Ok, depressing enough. Just keep in mind that there is risk and it is unlikely that a Superman or Superwoman resides inside of the Fed. They just might be a major part of the problem.
The book road show is on. Here is a link to Alan Greenspan’s interview by Charlie Rose. I just love Charlie Rose interviews. At the four minute mark, Greenspan is asked about Dodd-Frank. While there is much about the bill he doesn’t like, he shares what he does like and believes it imperative to increase the capital requirements at our banks. Amen brother.
Trade Signals – Investor Sentiment and Cyclical Trend Charts Continue to Remain Favorable Though Sentiment is Once Again Nearing Extreme Optimism. Stick to a risk management game plan.

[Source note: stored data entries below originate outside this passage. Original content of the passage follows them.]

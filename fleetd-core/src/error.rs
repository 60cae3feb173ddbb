//! Controller-wide error type.
//!
//! Variants map 1:1 onto the wire return codes enumerated in spec.md §4.5
//! and §7. Infrastructure-only variants (`StatePersistence`,
//! `ExternalSystem`, `Internal`) never cross the wire verbatim — the
//! dispatcher logs them and returns `Unexpected` to the caller.

use thiserror::Error;

pub type ControllerResult<T> = Result<T, ControllerError>;

#[derive(Error, Debug, Clone, PartialEq, Eq)]
pub enum ControllerError {
    #[error("no user id associated with this connection")]
    UserIdMissing,

    #[error("access denied")]
    AccessDenied,

    #[error("invalid job id {0}")]
    InvalidJobId(u32),

    #[error("invalid node name {0}")]
    InvalidNodeName(String),

    #[error("request already satisfied")]
    AlreadyDone,

    #[error("feature disabled for current state: {0}")]
    Disabled(String),

    #[error("operation already in progress")]
    InProgress,

    #[error("no change in data")]
    NoChangeInData,

    #[error("job cannot start immediately")]
    CanNotStartImmediately,

    #[error("reservation busy")]
    ReservationBusy,

    #[error("resource busy")]
    ResourceBusy,

    #[error("duplicate job id {0}")]
    DuplicateJobId(u32),

    #[error("no nodes available for request")]
    NodeNotAvail,

    #[error("partition configuration unavailable")]
    PartConfigUnavailable,

    #[error("QOS threshold exceeded")]
    QosThreshold,

    #[error("job is held")]
    JobHeld,

    #[error("prolog still running for job")]
    PrologRunning,

    #[error("credential is invalid")]
    CredentialInvalid,

    #[error("unexpected internal condition")]
    Unexpected,

    #[error("invalid reservation window: {0}")]
    InvalidReservationWindow(String),

    // --- infrastructure-only, never surfaced verbatim ---
    #[error("state persistence error: {0}")]
    StatePersistence(String),

    #[error("external system error: {0}")]
    ExternalSystem(String),

    #[error("internal error: {0}")]
    Internal(String),
}

impl ControllerError {
    /// True for the transient-capacity family spec.md §7 says should be
    /// reported as *success* (job stays Pending) for non-immediate submits.
    pub fn is_transient_capacity(&self) -> bool {
        matches!(
            self,
            ControllerError::NodeNotAvail
                | ControllerError::PartConfigUnavailable
                | ControllerError::QosThreshold
                | ControllerError::JobHeld
        )
    }

    /// Numeric wire return code. Stable across releases; new codes are
    /// appended, never renumbered (spec.md §6 forward-compat rule).
    pub fn wire_code(&self) -> u32 {
        use ControllerError::*;
        match self {
            UserIdMissing => 1,
            AccessDenied => 2,
            InvalidJobId(_) => 3,
            InvalidNodeName(_) => 4,
            AlreadyDone => 5,
            Disabled(_) => 6,
            InProgress => 7,
            NoChangeInData => 8,
            CanNotStartImmediately => 9,
            ReservationBusy => 10,
            ResourceBusy => 11,
            DuplicateJobId(_) => 12,
            NodeNotAvail => 13,
            PartConfigUnavailable => 14,
            QosThreshold => 15,
            JobHeld => 16,
            PrologRunning => 17,
            CredentialInvalid => 18,
            InvalidReservationWindow(_) => 19,
            Unexpected | StatePersistence(_) | ExternalSystem(_) | Internal(_) => 9999,
        }
    }
}

impl From<std::io::Error> for ControllerError {
    fn from(err: std::io::Error) -> Self {
        ControllerError::StatePersistence(err.to_string())
    }
}

impl From<sled::Error> for ControllerError {
    fn from(err: sled::Error) -> Self {
        ControllerError::StatePersistence(err.to_string())
    }
}

impl From<serde_json::Error> for ControllerError {
    fn from(err: serde_json::Error) -> Self {
        ControllerError::StatePersistence(format!("serialization error: {err}"))
    }
}
//! End-to-end scenarios (spec.md §8) driven entirely through the RPC
//! [`Dispatcher`], the way a real node agent or `fleetdctl`-style client
//! would exercise the controller over the wire.

use fleetd_config::ControllerConfig;
use fleetd_core::collaborators::{Ed25519CredentialSigner, NullAccountingSink};
use fleetd_core::completion::CompletionOutcome;
use fleetd_core::dispatch::{Dispatcher, Identity, MsgType};
use fleetd_core::error::ControllerError;
use fleetd_core::failover::ControllerRole;
use fleetd_core::model::{JobFlags, JobRequest, JobState, Node, NodeFlags, NodeState, Partition};
use fleetd_core::Controller;
use std::sync::Arc;

type TestController = Controller<NullAccountingSink, Ed25519CredentialSigner>;

async fn cluster(partition: &str, node_names: &[&str], cpus_total: u32) -> Arc<TestController> {
    let controller = Arc::new(Controller::new(
        ControllerConfig::default(),
        Arc::new(NullAccountingSink),
        Arc::new(Ed25519CredentialSigner::new()),
        ControllerRole::Primary,
    ));
    {
        let mut nodes = controller.store.node_write().await;
        for (weight, name) in node_names.iter().enumerate() {
            let mut n = Node::new(name.to_string(), cpus_total, 8192, weight as u32);
            n.partitions.push(partition.to_string());
            n.state = NodeState::Idle;
            n.last_response = Some(fleetd_core::time::now());
            nodes.insert(n);
        }
    }
    {
        let mut partitions = controller.store.partition_write().await;
        partitions.insert(Partition::new(
            partition.to_string(),
            node_names.iter().map(|n| n.to_string()).collect(),
        ));
    }
    controller
}

fn request(partition: &str, min_nodes: u32, max_nodes: u32, cpus_per_task: u32) -> JobRequest {
    JobRequest {
        min_nodes,
        max_nodes,
        cpus_per_task,
        mem_per_cpu_mb: None,
        mem_per_node_mb: None,
        features: vec![],
        gres: vec![],
        partition: partition.to_string(),
        reservation: None,
        time_limit_secs: Some(600),
    }
}

async fn submit(
    dispatcher: &Dispatcher<NullAccountingSink, Ed25519CredentialSigner>,
    owner: &Identity,
    req: JobRequest,
) -> u32 {
    let body = serde_json::to_vec(&fleetd_core::dispatch::requests::JobSubmitRequest {
        request: req,
        batch_script: Some("#!/bin/sh\necho hi\n".to_string()),
        immediate: false,
    })
    .unwrap();
    let resp = dispatcher.dispatch(MsgType::JobSubmit, owner, &body).await.unwrap();
    let submitted: fleetd_core::dispatch::requests::JobSubmitResponse = serde_json::from_slice(&resp).unwrap();
    submitted.job_id
}

/// S1: submit a 2-node batch job into a 4-idle-node partition, walk it all
/// the way through prolog, batch success, and epilog, and confirm both
/// nodes are free again at the end.
#[tokio::test]
async fn s1_submit_run_complete_returns_nodes_to_idle() {
    let controller = cluster("P", &["n1", "n2", "n3", "n4"], 8).await;
    let dispatcher = Dispatcher::new(controller.clone());
    let owner = Identity::user(1000, 1000);
    let agent = Identity::node_agent();

    let job_id = submit(&dispatcher, &owner, request("P", 2, 2, 4)).await;

    let granted_nodes: Vec<String> = {
        let job_table = controller.store.job_read().await;
        let job = job_table.get(job_id).unwrap();
        assert_eq!(job.state, JobState::Running);
        assert!(job.flags.contains(JobFlags::CONFIGURING));
        assert_eq!(job.prolog_pending, 2);
        job.node_bitmap.iter().cloned().collect()
    };
    assert_eq!(granted_nodes.len(), 2);

    for node in &granted_nodes {
        let body = serde_json::to_vec(&fleetd_core::dispatch::requests::PrologCompleteRequest {
            job_id,
            node: node.clone(),
        })
        .unwrap();
        dispatcher.dispatch(MsgType::PrologComplete, &agent, &body).await.unwrap();
    }
    {
        let job_table = controller.store.job_read().await;
        let job = job_table.get(job_id).unwrap();
        assert!(!job.flags.contains(JobFlags::CONFIGURING));
    }

    let batch_body = serde_json::to_vec(&fleetd_core::dispatch::requests::BatchCompleteRequest { job_id, exit_code: 0 }).unwrap();
    let resp = dispatcher.dispatch(MsgType::BatchComplete, &agent, &batch_body).await.unwrap();
    let batch: fleetd_core::dispatch::requests::BatchCompleteResponse = serde_json::from_slice(&resp).unwrap();
    assert_eq!(batch.outcome, CompletionOutcome::Success);
    {
        let job_table = controller.store.job_read().await;
        let job = job_table.get(job_id).unwrap();
        assert_eq!(job.state, JobState::Complete);
        assert!(job.flags.contains(JobFlags::COMPLETING));
    }

    for node in &granted_nodes {
        let body = serde_json::to_vec(&fleetd_core::dispatch::requests::EpilogCompleteRequest {
            job_id,
            node: node.clone(),
            rc: 0,
        })
        .unwrap();
        dispatcher.dispatch(MsgType::EpilogComplete, &agent, &body).await.unwrap();
    }

    let job_table = controller.store.job_read().await;
    let job = job_table.get(job_id).unwrap();
    assert!(job.is_completed());
    assert!(!job.flags.contains(JobFlags::COMPLETING));

    let node_table = controller.store.node_read().await;
    for node in &granted_nodes {
        assert_eq!(node_table.get(node).unwrap().state, NodeState::Idle);
    }
}
//! Job step manager (C7): step creation and credential issuance.

use crate::collaborators::CredentialSigner;
use crate::error::{ControllerError, ControllerResult};
use crate::model::{CredentialClaims, Job, JobState, SignedCredential, Step};
use crate::store::Store;
use crate::time::StepIdAllocator;
use std::collections::BTreeMap;
use std::sync::Arc;

/// Sentinel step id stamped on a batch-launch credential, distinct from any
/// id `StepIdAllocator` hands out (which starts at 0).
const BATCH_STEP_ID: u32 = u32::MAX;

pub struct StepManager<S: CredentialSigner> {
    store: Arc<Store>,
    step_ids: Arc<StepIdAllocator>,
    signer: Arc<S>,
    credential_ttl_secs: i64,
}

impl<S: CredentialSigner> StepManager<S> {
    pub fn new(store: Arc<Store>, step_ids: Arc<StepIdAllocator>, signer: Arc<S>, credential_ttl_secs: i64) -> Self {
        Self {
            store,
            step_ids,
            signer,
            credential_ttl_secs,
        }
    }

    /// Create a step against a subset of a running job's granted nodes,
    /// and return the signed credential its launcher hands to each node.
    pub async fn create_step(
        &self,
        job_id: u32,
        node_subset: Vec<String>,
        cores_per_node: u32,
        mem_limit_mb: Option<u64>,
    ) -> ControllerResult<(u32, SignedCredential)> {
        let (uid, gid) = {
            let job_table = self.store.job_read().await;
            let job = job_table.get(job_id)?;
            if job.state != JobState::Running {
                return Err(ControllerError::Disabled("job not running".to_string()));
            }
            if job.is_configuring() {
                return Err(ControllerError::PrologRunning);
            }
            for node in &node_subset {
                if !job.node_bitmap.contains(node) {
                    return Err(ControllerError::InvalidNodeName(node.clone()));
                }
            }
            (job.user_id, job.group_id)
        };

        let step_id = self.step_ids.alloc(job_id);
        let mut core_bitmap_by_node = BTreeMap::new();
        let mut core_bitmap_claims = Vec::new();
        for node in &node_subset {
            let bitmap = vec![true; cores_per_node as usize];
            core_bitmap_by_node.insert(node.clone(), bitmap.clone());
            core_bitmap_claims.push(bitmap);
        }

        let step = Step::new(job_id, step_id, core_bitmap_by_node, crate::time::now());
        {
            let mut job_table = self.store.job_write().await;
            job_table.insert_step(step)?;
            let job = job_table.get_mut(job_id)?;
            job.step_ids.push(step_id);
        }

        let credential = self.issue_credential(job_id, step_id, uid, gid, node_subset, core_bitmap_claims, mem_limit_mb).await?;
        Ok((step_id, credential))
    }

    async fn issue_credential(
        &self,
        job_id: u32,
        step_id: u32,
        uid: u32,
        gid: u32,
        node_list: Vec<String>,
        core_bitmap: Vec<Vec<bool>>,
        mem_limit_mb: Option<u64>,
    ) -> ControllerResult<SignedCredential> {
        let claims = CredentialClaims {
            job_id,
            step_id,
            uid,
            gid,
            node_list,
            core_bitmap,
            mem_limit_mb,
            expiration: crate::time::now() + chrono::Duration::seconds(self.credential_ttl_secs),
        };
        self.signer.sign(claims).await
    }

    /// Mint the credential handed to the batch script launcher at job
    /// dispatch, covering the job's full allocation rather than a step's
    /// subset (spec.md §4.7 `batch_step_credential`).
    pub async fn batch_step_credential(&self, job_id: u32) -> ControllerResult<SignedCredential> {
        let (node_list, uid, gid, cpus_per_task) = {
            let job_table = self.store.job_read().await;
            let job = job_table.get(job_id)?;
            let resources = job
                .job_resources
                .as_ref()
                .ok_or_else(|| ControllerError::Internal(format!("job {job_id} has no granted allocation")))?;
            let node_list: Vec<String> = resources.cpus_by_node.keys().cloned().collect();
            (node_list, job.user_id, job.group_id, job.request.cpus_per_task)
        };

        let core_bitmap: Vec<Vec<bool>> = node_list
            .iter()
            .map(|_| vec![true; cpus_per_task as usize])
            .collect();

        let claims = CredentialClaims {
            job_id,
            step_id: BATCH_STEP_ID,
            uid,
            gid,
            node_list,
            core_bitmap,
            mem_limit_mb: None,
            expiration: crate::time::now() + chrono::Duration::seconds(self.credential_ttl_secs),
        };
        self.signer.sign(claims).await
    }

    /// Re-issue the credential for an sbcast (file broadcast) operation
    /// against an already-running step, with a short, independent TTL.
    pub async fn sbcast_credential(&self, job_id: u32, step_id: u32, ttl_secs: i64) -> ControllerResult<SignedCredential> {
        let (node_list, core_bitmap, uid, gid, mem_limit_mb) = {
            let job_table = self.store.job_read().await;
            let job: &Job = job_table.get(job_id)?;
            let step = job_table
                .get_step(job_id, step_id)
                .ok_or_else(|| ControllerError::Internal(format!("unknown step {job_id}.{step_id}")))?;
            let node_list: Vec<String> = step.core_bitmap_by_node.keys().cloned().collect();
            let core_bitmap: Vec<Vec<bool>> = step.core_bitmap_by_node.values().cloned().collect();
            (node_list, core_bitmap, job.user_id, job.group_id, step.mem_limit_mb)
        };

        let claims = CredentialClaims {
            job_id,
            step_id,
            uid,
            gid,
            node_list,
            core_bitmap,
            mem_limit_mb,
            expiration: crate::time::now() + chrono::Duration::seconds(ttl_secs),
        };
        self.signer.sign(claims).await
    }
}

#[cfg(test)]
mod tests {
    use super::*;
    use crate::collaborators::Ed25519CredentialSigner;
    use crate::model::{JobRequest, Node, NodeState, Partition};
    use crate::store::new_store;

    async fn fixture() -> Arc<Store> {
        let store = Arc::new(new_store(fleetd_config::ControllerConfig::default()));
        {
            let mut nodes = store.node_write().await;
            let mut n = Node::new("n1".to_string(), 4, 4096, 1);
            n.partitions.push("debug".to_string());
            n.state = NodeState::Allocated;
            nodes.insert(n);
        }
        {
            let mut partitions = store.partition_write().await;
            partitions.insert(Partition::new("debug".to_string(), vec!["n1".to_string()]));
        }
        {
            let mut jobs = store.job_write().await;
            let mut job = Job::new(
                1,
                1000,
                1000,
                JobRequest {
                    min_nodes: 1,
                    max_nodes: 1,
                    cpus_per_task: 4,
                    mem_per_cpu_mb: None,
                    mem_per_node_mb: None,
                    features: vec![],
                    gres: vec![],
                    partition: "debug".to_string(),
                    reservation: None,
                    time_limit_secs: None,
                },
                crate::time::now(),
            );
            job.state = JobState::Running;
            job.node_bitmap.insert("n1".to_string());
            jobs.insert(job).unwrap();
        }
        store
    }

    #[tokio::test]
    async fn create_step_issues_credential_bound_to_nodes() {
        let store = fixture().await;
        let signer = Arc::new(Ed25519CredentialSigner::new());
        let manager = StepManager::new(store.clone(), Arc::new(StepIdAllocator::new()), signer.clone(), 3600);

        let (step_id, credential) = manager
            .create_step(1, vec!["n1".to_string()], 2, None)
            .await
            .unwrap();

        assert_eq!(step_id, 0);
        assert!(credential.covers_node("n1"));
        signer.verify(&credential).await.unwrap();
    }

    #[tokio::test]
    async fn batch_step_credential_covers_full_job_allocation() {
        let store = fixture().await;
        {
            let mut jobs = store.job_write().await;
            let job = jobs.get_mut(1).unwrap();
            job.job_resources = Some(crate::model::JobResources {
                cpus_by_node: [("n1".to_string(), 4)].into_iter().collect(),
            });
        }
        let signer = Arc::new(Ed25519CredentialSigner::new());
        let manager = StepManager::new(store, Arc::new(StepIdAllocator::new()), signer.clone(), 3600);

        let credential = manager.batch_step_credential(1).await.unwrap();
        assert!(credential.covers_node("n1"));
        signer.verify(&credential).await.unwrap();
    }

    #[tokio::test]
    async fn step_on_node_outside_job_allocation_rejected() {
        let store = fixture().await;
        let signer = Arc::new(Ed25519CredentialSigner::new());
        let manager = StepManager::new(store, Arc::new(StepIdAllocator::new()), signer, 3600);

        let result = manager.create_step(1, vec!["n2".to_string()], 1, None).await;
        assert!(matches!(result, Err(ControllerError::InvalidNodeName(_))));
    }

    #[tokio::test]
    async fn step_create_rejected_while_prolog_is_still_running() {
        let store = fixture().await;
        {
            let mut jobs = store.job_write().await;
            let job = jobs.get_mut(1).unwrap();
            job.flags.insert(crate::model::JobFlags::CONFIGURING);
        }
        let signer = Arc::new(Ed25519CredentialSigner::new());
        let manager = StepManager::new(store, Arc::new(StepIdAllocator::new()), signer, 3600);

        let result = manager.create_step(1, vec!["n1".to_string()], 1, None).await;
        assert!(matches!(result, Err(ControllerError::PrologRunning)));
    }
}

Click here for this week’s sentiment charts and short commentary.
Some concluding comments:
It’s been a good week for me and I hope you as well. I’m thrilled with the liquidity fueled markets; we are benefiting and I’m starting to feel pretty good. I noted in this week’s “Trade Signals” that investor sentiment is nearing Extreme Optimism. It is that good feeling that is starting to concern me.
Please feel free to share this piece with your clients if you find it appropriate. They can also go to www.cmgwealth.com and put their email address in at the bottom of the home page to sign up.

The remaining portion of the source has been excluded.